Method Overloading

From EggeWiki

Method overloadeding can be a bit tricky in Java, especially with inheritance. For example:

  public void foo(Object object) { System.out.println("I have an object: " + object); }
  public void foo(String string) { System.out.println("I have a string: " + string); }
  
  public void testOverloading() {
    foo(new Object());
    foo("test1");
    Object test2 = "test2";
    foo(test2);
  }

Yields:

I have an object: java.lang.Object@be0e27
I have a string: test1
I have an object: test2

Notice how the third call goes to the Object function. This is because the method dispatch is determined at compile time, and the compiler only sees 'test2' as an Object. It's a matter of opinion if autovars would improve the situatio. To make this more confusing, all you have to do is put foo(Object object) in a parent class. Because collections and iterators always return a type Object, it is easy to call the wrong function when using collections:

  public void testOverloading() {
    Set set = new HashSet();
    set.add(new Object());
    set.add("test3");
    for(Iterator iter = set.iterator(); iter.hasNext(); ) {
      foo(iter.next());
    }
  }

Yields:

I have an object: test3
I have an object: 3.14

If you want to have the correct function called, you'll have to do an instanceof check and some sort of case construct.

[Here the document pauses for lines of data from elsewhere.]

//! Shared building blocks for the material-properties workspace.
//!
//! ## Architecture
//!
//! - **common** (this crate): error locations, HTTP status helpers
//! - **models**: pure data (operations, requests, responses, timings)
//! - **client-core**: wire codec, channels and the dispatcher
//! - **matprops**: command-line host wiring everything together

pub mod error;
pub mod http_status;


pub use error::error_location::ErrorLocation;
pub use http_status::HttpStatusCode;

In the case above, having multiple overloads of foo isn't a bad thing, since they do about the same action. Situations where the actions do something completely different should be avoided. Here's a particularly evil example:

  public float half(float f) { return f / 2; }
  public double half(double d) { throw new RuntimeException("Gotcha!"); }

  public void testOverloading3() {
    System.out.println(half(3)); <-- this works because 3 gets promoted to a float
    System.out.println(half(3.0)); <-- this fails because 3.0 is by default a double
  }

If you don't know all the data type rules in Java, it would be easy to call the wrong function here. I would go so far as to say the overloading is Syntactic Heroin, but I do think it should only be used to extreme care.